◆ **WHAT IS REQUIRED**: As you look over the data below, please find each line where the word "anyhow" appears, then copy it.

◆ **DATA PROVIDED**:

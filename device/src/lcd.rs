//! HD44780 character LCD behind a PCF8574 I2C backpack.
//!
//! Backpack pins: P0 = RS, P1 = RW, P2 = E, P3 = backlight, P4..P7 = D4..D7.
//! The controller is driven in 4-bit mode and never read back, so RW stays low.

use esp_idf_hal::{
    delay::{Ets, FreeRtos, BLOCK},
    i2c::I2cDriver,
    sys::EspError,
};
use log::warn;

use clock_common::CharDisplay;

pub const PCF8574_ADDRESS: u8 = 0x27;

const LCD_RS: u8 = 0x01;
const LCD_ENABLE: u8 = 0x04;
const LCD_BACKLIGHT: u8 = 0x08;

const CMD_CLEAR: u8 = 0x01;
const CMD_ENTRY_INCREMENT: u8 = 0x06;
const CMD_DISPLAY_ON: u8 = 0x0C;
const CMD_FUNCTION_4BIT_2LINE: u8 = 0x28;
const CMD_SET_DDRAM: u8 = 0x80;

const ROW_OFFSETS: [u8; 4] = [0x00, 0x40, 0x14, 0x54];

pub struct I2cLcd<'d> {
    i2c: I2cDriver<'d>,
    address: u8,
    rows: u8,
    cols: u8,
    backlight: bool,
}

impl<'d> I2cLcd<'d> {
    pub fn new(i2c: I2cDriver<'d>, address: u8, rows: u8, cols: u8) -> Result<Self, EspError> {
        let mut lcd = Self {
            i2c,
            address,
            rows: rows.min(ROW_OFFSETS.len() as u8),
            cols,
            backlight: true,
        };
        lcd.init()?;
        Ok(lcd)
    }

    fn init(&mut self) -> Result<(), EspError> {
        FreeRtos::delay_ms(50);

        // Force 8-bit mode three times, then switch to 4-bit.
        self.send_nibble(0x03, false)?;
        FreeRtos::delay_ms(5);
        self.send_nibble(0x03, false)?;
        Ets::delay_us(150);
        self.send_nibble(0x03, false)?;
        self.send_nibble(0x02, false)?;

        self.command(CMD_FUNCTION_4BIT_2LINE)?;
        self.command(CMD_DISPLAY_ON)?;
        self.command(CMD_CLEAR)?;
        FreeRtos::delay_ms(2);
        self.command(CMD_ENTRY_INCREMENT)
    }

    fn backlight_bit(&self) -> u8 {
        if self.backlight {
            LCD_BACKLIGHT
        } else {
            0
        }
    }

    fn send_nibble(&mut self, nibble: u8, data: bool) -> Result<(), EspError> {
        let rs = if data { LCD_RS } else { 0 };
        let byte = (nibble << 4) | rs | self.backlight_bit();

        self.i2c.write(self.address, &[byte | LCD_ENABLE], BLOCK)?;
        Ets::delay_us(1);
        self.i2c.write(self.address, &[byte], BLOCK)?;
        Ets::delay_us(50);
        Ok(())
    }

    fn send_byte(&mut self, byte: u8, data: bool) -> Result<(), EspError> {
        self.send_nibble(byte >> 4, data)?;
        self.send_nibble(byte & 0x0F, data)
    }

    fn command(&mut self, command: u8) -> Result<(), EspError> {
        self.send_byte(command, false)
    }

    fn print_at(&mut self, text: &str, row: u8, col: u8) -> Result<(), EspError> {
        let Some(offset) = ROW_OFFSETS.get(usize::from(row)) else {
            return Ok(());
        };
        if row >= self.rows || col >= self.cols {
            return Ok(());
        }

        self.command(CMD_SET_DDRAM | (offset + col))?;
        let room = usize::from(self.cols - col);
        for ch in text.chars().take(room) {
            let code = if ch.is_ascii() { ch as u8 } else { b'?' };
            self.send_byte(code, true)?;
        }
        Ok(())
    }
}

impl CharDisplay for I2cLcd<'_> {
    fn clear(&mut self) {
        if let Err(err) = self.command(CMD_CLEAR) {
            warn!("lcd clear failed: {err}");
        }
        FreeRtos::delay_ms(2);
    }

    fn write(&mut self, text: &str, row: u8, col: u8) {
        if let Err(err) = self.print_at(text, row, col) {
            warn!("lcd write on row {row} failed: {err}");
        }
    }

    fn backlight(&mut self, on: bool) {
        self.backlight = on;
        let byte = self.backlight_bit();
        if let Err(err) = self.i2c.write(self.address, &[byte], BLOCK) {
            warn!("lcd backlight update failed: {err}");
        }
    }

    fn backlight_state(&self) -> bool {
        self.backlight
    }
}
pub mod clock;
pub mod config;
pub mod display;
pub mod dst;
pub mod error;
pub mod http;
pub mod page;
pub mod server;
pub mod sntp;
pub mod state;

pub use clock::{
    ClockEngine, ClockInput, ClockPhase, DisplayAction, CONNECTING_MESSAGE,
    SYNC_ERROR_MESSAGE,
};
pub use config::{
    require_settings, AlarmTime, ClockConfig, LoadedSettings, Settings, SETTINGS_KEY,
};
pub use display::{apply_actions, CharDisplay, TextGrid};
pub use error::{FormError, SettingsError, StartupError, SyncError};
pub use http::{PendingRequest, Request};
pub use server::{handle_request, Outcome, Response};
pub use state::SharedState;
//! Minimal SNTP (RFC 4330) client packet handling.

use chrono::{DateTime, NaiveDateTime};

use crate::error::SyncError;

pub const NTP_PORT: u16 = 123;
pub const NTP_PACKET_SIZE: usize = 48;

// Seconds between 1900-01-01 and 1970-01-01.
const NTP_UNIX_EPOCH_OFFSET: u64 = 2_208_988_800;
const NTP_ERA_SECONDS: u64 = 1 << 32;

const MODE_SERVER: u8 = 4;
const MODE_BROADCAST: u8 = 5;

/// LI = 0, VN = 3, Mode = 3 (client); everything else zero.
pub fn request_packet() -> [u8; NTP_PACKET_SIZE] {
    let mut packet = [0_u8; NTP_PACKET_SIZE];
    packet[0] = 0x1B;
    packet
}

/// Extracts the server transmit timestamp as UTC.
pub fn parse_response(packet: &[u8]) -> Result<NaiveDateTime, SyncError> {
    if packet.len() < NTP_PACKET_SIZE {
        return Err(SyncError::InvalidResponse("short packet"));
    }

    let mode = packet[0] & 0x07;
    if mode != MODE_SERVER && mode != MODE_BROADCAST {
        return Err(SyncError::InvalidResponse("not a server reply"));
    }
    if packet[1] == 0 {
        return Err(SyncError::InvalidResponse("kiss-of-death reply"));
    }

    let seconds = u64::from(u32::from_be_bytes([
        packet[40], packet[41], packet[42], packet[43],
    ]));
    let fraction = u64::from(u32::from_be_bytes([
        packet[44], packet[45], packet[46], packet[47],
    ]));
    if seconds == 0 && fraction == 0 {
        return Err(SyncError::InvalidResponse("empty transmit timestamp"));
    }

    // Timestamps below the Unix epoch belong to NTP era 1 (after 2036-02-07).
    let seconds = if seconds < NTP_UNIX_EPOCH_OFFSET {
        seconds + NTP_ERA_SECONDS
    } else {
        seconds
    };
    let unix_seconds = i64::try_from(seconds - NTP_UNIX_EPOCH_OFFSET)
        .map_err(|_| SyncError::InvalidResponse("timestamp out of range"))?;
    let nanos = u32::try_from((fraction * 1_000_000_000) >> 32)
        .map_err(|_| SyncError::InvalidResponse("timestamp out of range"))?;

    DateTime::from_timestamp(unix_seconds, nanos)
        .map(|utc| utc.naive_utc())
        .ok_or(SyncError::InvalidResponse("timestamp out of range"))
}
use crate::clock::DisplayAction;

/// Character display with a switchable backlight.
///
/// Hardware writes are fire-and-forget; backends log bus errors themselves.
pub trait CharDisplay {
    fn clear(&mut self);
    fn write(&mut self, text: &str, row: u8, col: u8);
    fn backlight(&mut self, on: bool);
    fn backlight_state(&self) -> bool;
}

pub fn apply_actions<D: CharDisplay + ?Sized>(display: &mut D, actions: &[DisplayAction]) {
    for action in actions {
        match action {
            DisplayAction::Clear => display.clear(),
            DisplayAction::Write { text, row, col } => display.write(text, *row, *col),
            DisplayAction::Backlight(on) => display.backlight(*on),
        }
    }
}

/// In-memory character grid. Text past the last column or row is dropped.
#[derive(Debug, Clone, PartialEq, Eq)]
pub struct TextGrid {
    cols: usize,
    cells: Vec<Vec<char>>,
    backlight: bool,
}

impl TextGrid {
    pub fn new(rows: u8, cols: u8) -> Self {
        Self {
            cols: usize::from(cols),
            cells: vec![vec![' '; usize::from(cols)]; usize::from(rows)],
            backlight: false,
        }
    }

    pub fn row(&self, row: u8) -> Option<String> {
        self.cells
            .get(usize::from(row))
            .map(|cells| cells.iter().collect::<String>().trim_end().to_string())
    }

    pub fn lines(&self) -> Vec<String> {
        (0..self.cells.len())
            .filter_map(|row| u8::try_from(row).ok())
            .filter_map(|row| self.row(row))
            .collect()
    }
}

impl CharDisplay for TextGrid {
    fn clear(&mut self) {
        for row in &mut self.cells {
            row.fill(' ');
        }
    }

    fn write(&mut self, text: &str, row: u8, col: u8) {
        let Some(cells) = self.cells.get_mut(usize::from(row)) else {
            return;
        };
        for (cell, ch) in cells
            .iter_mut()
            .skip(usize::from(col))
            .take(self.cols)
            .zip(text.chars())
        {
            *cell = ch;
        }
    }

    fn backlight(&mut self, on: bool) {
        self.backlight = on;
    }

    fn backlight_state(&self) -> bool {
        self.backlight
    }
}
//! 可取消的防抖定时器
//!
//! 每次 [`Debouncer::schedule`] 都会取消尚未触发的上一个任务，保证任意时刻最多只有一个定时器存在。

// 标准库导入
use std::future::Future;
use std::time::Duration;

// 第三方crate导入
use tokio::task::JoinHandle;
use tracing::debug;

/// 单次触发的防抖器
#[derive(Debug)]
pub struct Debouncer {
    window: Duration,
    pending: Option<JoinHandle<()>>,
}

impl Debouncer {
    /// 创建防抖器
    pub fn new(window: Duration) -> Self {
        Self {
            window,
            pending: None,
        }
    }

    /// 静默窗口
    pub fn window(&self) -> Duration {
        self.window
    }

    /// 在静默窗口结束后执行任务；已挂起的任务会被取消
    ///
    /// 必须在tokio运行时内调用。
    pub fn schedule<F>(&mut self, task: F)
    where
        F: Future<Output = ()> + Send + 'static,
    {
        if self.cancel() {
            debug!("⏱️  输入未稳定，重置防抖定时器");
        }

        let window = self.window;
        self.pending = Some(tokio::spawn(async move {
            tokio::time::sleep(window).await;
            task.await;
        }));
    }

    /// 取消挂起的任务，返回是否确实取消了一个未完成的任务
    pub fn cancel(&mut self) -> bool {
        match self.pending.take() {
            Some(handle) => {
                let was_pending = !handle.is_finished();
                handle.abort();
                was_pending
            }
            None => false,
        }
    }

    /// 是否有尚未完成的任务
    pub fn is_pending(&self) -> bool {
        self.pending
            .as_ref()
            .map_or(false, |handle| !handle.is_finished())
    }
}

impl Drop for Debouncer {
    fn drop(&mut self) {
        self.cancel();
    }
}
use std::sync::Arc;
use std::time::{Duration, Instant};

use anyhow::{Context, Result};
use clap::Parser;
use tokio::io::{AsyncBufReadExt, BufReader};
use tokio::sync::mpsc;
use tracing::{debug, error, info, warn};

use lingo_cli::api_constants::{is_supported_language, is_valid_api_url, language_name};
use lingo_cli::charset::script_ratios;
use lingo_cli::config::{Cli, Command, LocalTranslationConfig, TranslateArgs};
use lingo_cli::detector::{
    DebouncedDetector, FixedLocale, LanguageDetector, LocaleSource, SystemLocale,
};
use lingo_cli::dictionary::DictionaryClient;
use lingo_cli::history::{RecentTranslation, RecentTranslations};
use lingo_cli::live::{LiveTranslator, LiveUpdate};
use lingo_cli::report::write_report;
use lingo_cli::share::{generate_shareable_link, params_from_url};
use lingo_cli::stats::{print_session_stats, SessionStats};
use lingo_cli::translator::{translate_on_demand, MyMemoryClient, TranslationOutcome};
use lingo_cli::utils::{init_logging, read_input, validate_input_source};
use lingo_cli::voice::{select_voice, Voice};

type Detector = LanguageDetector<DictionaryClient, FixedLocale>;

#[tokio::main]
async fn main() -> Result<()> {
    let cli = Cli::parse();

    // 初始化日志系统
    init_logging(cli.verbose, cli.quiet);

    let config = cli.to_config();
    if !is_valid_api_url(config.api_url()) {
        anyhow::bail!("无效的翻译API地址: {}", config.api_url());
    }

    let locale = FixedLocale(cli.locale.clone().or_else(|| SystemLocale.locale()));
    let dictionary = DictionaryClient::new(config.dictionary_url(), config.request_timeout())
        .context("创建词典客户端失败")?;
    let detector = Arc::new(
        LanguageDetector::new(dictionary, locale)
            .context("创建语言检测器失败")?
            .with_cache(config.is_cache_enabled()),
    );
    let translator = MyMemoryClient::new(config.api_url(), config.request_timeout())
        .context("创建翻译客户端失败")?;

    let total_start = Instant::now();
    let mut stats = SessionStats::default();

    let result = match &cli.command {
        Command::Translate(args) => {
            run_translate(args, &translator, &detector, &mut stats).await.and_then(|(_, outcome)| {
                println!("{}", outcome.as_str());
                ensure_translated(&outcome)
            })
        }
        Command::Detect { text } => {
            run_detect(text, &detector).await;
            Ok(())
        }
        Command::Live { from, to } => {
            run_live(from.as_deref(), to, &config, translator, detector.clone(), &mut stats).await
        }
        Command::Share { text, from, to, base } => generate_shareable_link(base, text, from, to)
            .map(|link| println!("{}", link))
            .map_err(anyhow::Error::from),
        Command::Open { link } => run_open(link, &config, &translator, &mut stats).await,
        Command::Export { input, output } => {
            run_translate(input, &translator, &detector, &mut stats)
                .await
                .and_then(|(original, outcome)| {
                    if !outcome.is_translated() {
                        println!("{}", outcome.as_str());
                        return ensure_translated(&outcome);
                    }
                    write_report(output, &original, outcome.as_str())?;
                    println!("{}", output.display());
                    Ok(())
                })
        }
        Command::Voices { lang, available } => {
            let voices: Vec<Voice> = available.iter().map(|tag| Voice::new(tag, tag)).collect();
            match select_voice(&voices, lang) {
                Some(voice) => println!("{}", voice.lang),
                None => warn!("⚠️  没有可用于 {} 的语音", lang),
            }
            Ok(())
        }
    };

    if cli.stats || cli.verbose {
        stats.detector = detector.stats();
        print_session_stats(&stats, total_start.elapsed());
    }

    if let Err(e) = result {
        error!("❌ 执行失败: {:#}", e);
        std::process::exit(1);
    }

    Ok(())
}

/// 手动翻译，返回原文与译文；`--detect` 时用检测结果覆盖源语言
async fn run_translate(
    args: &TranslateArgs,
    translator: &MyMemoryClient,
    detector: &Detector,
    stats: &mut SessionStats,
) -> Result<(String, TranslationOutcome)> {
    let source = validate_input_source(args.text.as_deref(), args.file.as_ref())?;
    let text = read_input(&source)?;

    let mut from = args.from.clone();
    if args.detect {
        match detector.detect(&text).await {
            Some(detected) => {
                info!("🔍 检测到源语言: {}", detected);
                from = detected;
            }
            None => debug!("未检测到语言，保留 {}", from),
        }
    }

    if !is_supported_language(&args.to) {
        warn!("⚠️  目标语言可能不受支持: {}", args.to);
    }

    info!("🌐 {} -> {}", from, args.to);
    let outcome = translate_on_demand(translator, &text, &from, &args.to).await;
    if outcome.is_translated() {
        stats.record_translation(&text, outcome.as_str());
    }

    Ok((text, outcome))
}

/// 译文或固定提示已输出到标准输出；未得到译文时以非零状态退出
fn ensure_translated(outcome: &TranslationOutcome) -> Result<()> {
    if !outcome.is_translated() {
        anyhow::bail!("{}", outcome.as_str());
    }
    Ok(())
}

async fn run_detect(text: &str, detector: &Detector) {
    for (lang, ratio) in script_ratios(text) {
        debug!("   {}: {:.1}%", lang, ratio * 100.0);
    }

    match detector.detect(text).await {
        Some(lang) => {
            let name = language_name(&lang).unwrap_or("Unknown");
            println!("{} ({})", lang, name);
        }
        None => println!("unknown"),
    }
}

/// 打开分享链接，缺失的语言参数使用默认配置
async fn run_open(
    link: &str,
    config: &LocalTranslationConfig,
    translator: &MyMemoryClient,
    stats: &mut SessionStats,
) -> Result<()> {
    let params = params_from_url(link);
    let text = params.text.context("分享链接中没有 text 参数")?;
    let from = params.from.unwrap_or_else(|| config.source_lang().to_string());
    let to = params.to.unwrap_or_else(|| config.target_lang().to_string());

    info!("🔗 {} -> {}: {}", from, to, text);
    let outcome = translate_on_demand(translator, &text, &from, &to).await;
    if outcome.is_translated() {
        stats.record_translation(&text, outcome.as_str());
    }

    println!("{}", outcome.as_str());
    ensure_translated(&outcome)
}

/// 实时翻译：每行标准输入视为输入框的最新内容
///
/// 显式指定 `--from` 时源语言锁定，检测结果不会覆盖它。
async fn run_live(
    from: Option<&str>,
    to: &str,
    config: &LocalTranslationConfig,
    translator: MyMemoryClient,
    detector: Arc<Detector>,
    stats: &mut SessionStats,
) -> Result<()> {
    let (live_tx, mut live_rx) = mpsc::unbounded_channel();
    let (detect_tx, mut detect_rx) = mpsc::unbounded_channel();

    // 用户显式选择源语言后不再被检测结果覆盖
    let mut source_locked = from.is_some();
    let from = from.unwrap_or(config.source_lang());

    let mut live = LiveTranslator::new(translator, from, to, config.debounce_window(), live_tx);
    let mut debounced = DebouncedDetector::new(detector, config.debounce_window(), detect_tx);
    let mut history = RecentTranslations::default();

    let mut lines = BufReader::new(tokio::io::stdin()).lines();
    info!("⌨️  实时翻译已启动 ({} -> {})，输入 :from xx / :to xx / :history / :quit", from, to);

    loop {
        tokio::select! {
            line = lines.next_line() => {
                let Some(line) = line.context("读取标准输入失败")? else {
                    break;
                };

                if let Some(lang) = line.strip_prefix(":from ") {
                    source_locked = true;
                    live.set_source(lang.trim());
                } else if let Some(lang) = line.strip_prefix(":to ") {
                    live.set_target(lang.trim());
                } else if line.trim() == ":history" {
                    println!("{}", history.to_json()?);
                } else if line.trim() == ":quit" {
                    break;
                } else {
                    if !source_locked {
                        debounced.submit(line.clone());
                    }
                    live.set_text(line);
                }
            }
            Some(update) = live_rx.recv() => {
                print_live_update(&update, stats);
                if !update.is_failure() {
                    history.push(RecentTranslation::new(
                        &update.original,
                        &update.text,
                        &update.from,
                        &update.to,
                    ));
                }
            }
            Some(detection) = detect_rx.recv() => {
                if let Some(lang) = detection.lang {
                    if !source_locked && lang != live.source() {
                        info!("🔍 检测到源语言: {}", lang);
                        live.set_source(&lang);
                    }
                }
            }
        }
    }

    // 输入结束后等待挂起的翻译完成
    debounced.cancel();
    while !live.is_idle() {
        tokio::select! {
            Some(update) = live_rx.recv() => print_live_update(&update, stats),
            _ = tokio::time::sleep(Duration::from_millis(50)) => {}
        }
    }
    while let Ok(update) = live_rx.try_recv() {
        print_live_update(&update, stats);
    }

    Ok(())
}

fn print_live_update(update: &LiveUpdate, stats: &mut SessionStats) {
    stats.live_updates += 1;
    if !update.is_failure() {
        stats.record_translation(&update.original, &update.text);
    }
    println!("{}", update.text);
}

◆ **RESULT**:
use anyhow::{Context, Result};
        anyhow::bail!("无效的翻译API地址: {}", config.api_url());
            .map_err(anyhow::Error::from),
        anyhow::bail!("{}", outcome.as_str());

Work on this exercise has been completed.